3. How to broadcast to YouTube and which programs to download.

Broadcasting live on YouTube requires additional software that you will need to download. I recommend downloading Wirecast.

Once you have downloaded Wirecast open it, click the broadcast icon in the top left corner, and login with your YouTube channel name and password. After logging in click “Connect to YouTube" near the top and select your live event from the menu. Change the settings to your liking and start the encoder.

Now, go to your Live Control Room and click “Preview Stream". If the stream looks good then click “Start Streaming" to go live. Now you are live!

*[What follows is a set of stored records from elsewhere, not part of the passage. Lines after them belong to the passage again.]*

use once_cell::sync::Lazy;
use regex::Regex;

// Leading whitespace, the score, then anything up to a trailing "total".
static TOTAL_LINE: Lazy<Regex> = Lazy::new(|| {
    Regex::new(r"(?m)^[ \t]+([^:\r\n]+).*total\r?$").expect("total-line pattern is valid")
});

/// Read the score from an analyzer report.
///
/// The score is the first field of the first line that starts with
/// whitespace and ends with the word `total`, e.g. `   12.5: flog total`.
/// Returns `None` if there is no such line, or its first field is not a
/// finite, non-negative number.
///
/// # Examples
///
/// ```
/// use turbulence_complexity::report::parse_average;
///
/// let report = "   12.5: flog total\n    4.2: flog/method average\n";
/// assert_eq!(parse_average(report), Some(12.5));
/// assert_eq!(parse_average("nothing to see"), None);
/// ```
pub fn parse_average(report: &str) -> Option<f64> {
    let captures = TOTAL_LINE.captures(report)?;
    let score: f64 = captures.get(1)?.as_str().trim().parse().ok()?;
    (score.is_finite() && score >= 0.0).then_some(score)
}
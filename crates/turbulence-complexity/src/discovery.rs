use std::path::Path;

use glob::MatchOptions;
use turbulence_core::{Result, TurbulenceError, SOURCE_DIRS, SOURCE_EXTENSION};

const MATCH_OPTIONS: MatchOptions = MatchOptions {
    case_sensitive: true,
    require_literal_separator: true,
    require_literal_leading_dot: true,
};

/// Find the source files measured under `root`.
///
/// Searches `app/models`, `app/controllers`, `app/helpers` and `lib`
/// recursively for `*.rb` files. Dot-files are skipped, as are directories
/// whose names happen to end in `.rb`.
/// Returned paths are relative to `root`, `/`-separated, grouped by source
/// directory in the order above and sorted within each.
///
/// # Errors
///
/// Returns [`TurbulenceError::FileNotFound`] if `root` is not a directory.
///
/// # Examples
///
/// ```no_run
/// use std::path::Path;
/// use turbulence_complexity::discovery::discover_source_files;
///
/// for file in discover_source_files(Path::new(".")).unwrap() {
///     println!("{file}");
/// }
/// ```
pub fn discover_source_files(root: &Path) -> Result<Vec<String>> {
    if !root.is_dir() {
        return Err(TurbulenceError::FileNotFound(root.to_path_buf()));
    }

    let escaped_root = glob::Pattern::escape(&root.to_string_lossy());
    let mut files = Vec::new();

    for dir in SOURCE_DIRS {
        let pattern = format!("{escaped_root}/{dir}/**/*.{SOURCE_EXTENSION}");
        let entries = glob::glob_with(&pattern, MATCH_OPTIONS)
            .map_err(|e| TurbulenceError::Config(format!("bad source pattern {pattern}: {e}")))?;

        let mut found = Vec::new();
        for entry in entries {
            let path = match entry {
                Ok(p) => p,
                Err(_) => continue,
            };
            if !path.is_file() {
                continue;
            }

            let Ok(relative) = path.strip_prefix(root) else {
                continue;
            };
            let relative = relative
                .components()
                .map(|c| c.as_os_str().to_string_lossy())
                .collect::<Vec<_>>()
                .join("/");

            if !files.contains(&relative) && !found.contains(&relative) {
                found.push(relative);
            }
        }

        found.sort();
        files.extend(found);
    }

    Ok(files)
}
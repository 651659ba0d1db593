use std::fs;
use std::path::Path;

use git2::{Repository, Signature, Time};
use tempfile::TempDir;

/// A scratch repository with one author and explicit commit times.
pub(crate) struct TestRepo {
    dir: TempDir,
    repo: Repository,
}

impl TestRepo {
    pub(crate) fn new() -> Self {
        let dir = tempfile::tempdir().unwrap();
        let repo = Repository::init(dir.path()).unwrap();
        Self { dir, repo }
    }

    pub(crate) fn path(&self) -> &Path {
        self.dir.path()
    }

    pub(crate) fn commit(&self, path: &str, content: &str, time: i64) {
        self.commit_bytes(path, content.as_bytes(), time);
    }

    pub(crate) fn commit_bytes(&self, path: &str, content: &[u8], time: i64) {
        let full = self.dir.path().join(path);
        if let Some(parent) = full.parent() {
            fs::create_dir_all(parent).unwrap();
        }
        fs::write(&full, content).unwrap();

        let mut index = self.repo.index().unwrap();
        index.add_path(Path::new(path)).unwrap();
        index.write().unwrap();
        self.commit_index(&mut index, time);
    }

    pub(crate) fn remove(&self, path: &str, time: i64) {
        fs::remove_file(self.dir.path().join(path)).unwrap();

        let mut index = self.repo.index().unwrap();
        index.remove_path(Path::new(path)).unwrap();
        index.write().unwrap();
        self.commit_index(&mut index, time);
    }

    fn commit_index(&self, index: &mut git2::Index, time: i64) {
        let tree_id = index.write_tree().unwrap();
        let tree = self.repo.find_tree(tree_id).unwrap();
        let sig = Signature::new("alice", "alice@example.com", &Time::new(time, 0)).unwrap();

        let parent = self.repo.head().ok().map(|h| h.peel_to_commit().unwrap());
        let parents: Vec<&git2::Commit> = parent.iter().collect();

        self.repo
            .commit(Some("HEAD"), &sig, &sig, "change", &tree, &parents)
            .unwrap();
    }
}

Go watch the event from the event page so you can see what your viewers are saying.

When you are done broadcasting live click “End Broadcast". Now you're done, you just broadcasted live on YouTube! If you chose to record your broadcast then the recording will now appear in your videos.

4. How to promote your live broadcast.

When you record a video and put it on YouTube your fans can watch that video at any time. There is no urgency for them to watch the video right when you upload it. Live broadcasts are different. You need to promote your broadcast in such a way that your fans all come to watch while you are live - all at one time.

Here are a couple tips on promoting your live broadcast:

Whenever possible you should promote your broadcast to your fans days before you go live. Tell them what day and at what time you will be broadcasting. This way they can put it into their schedule or at least remember that you will be going live soon.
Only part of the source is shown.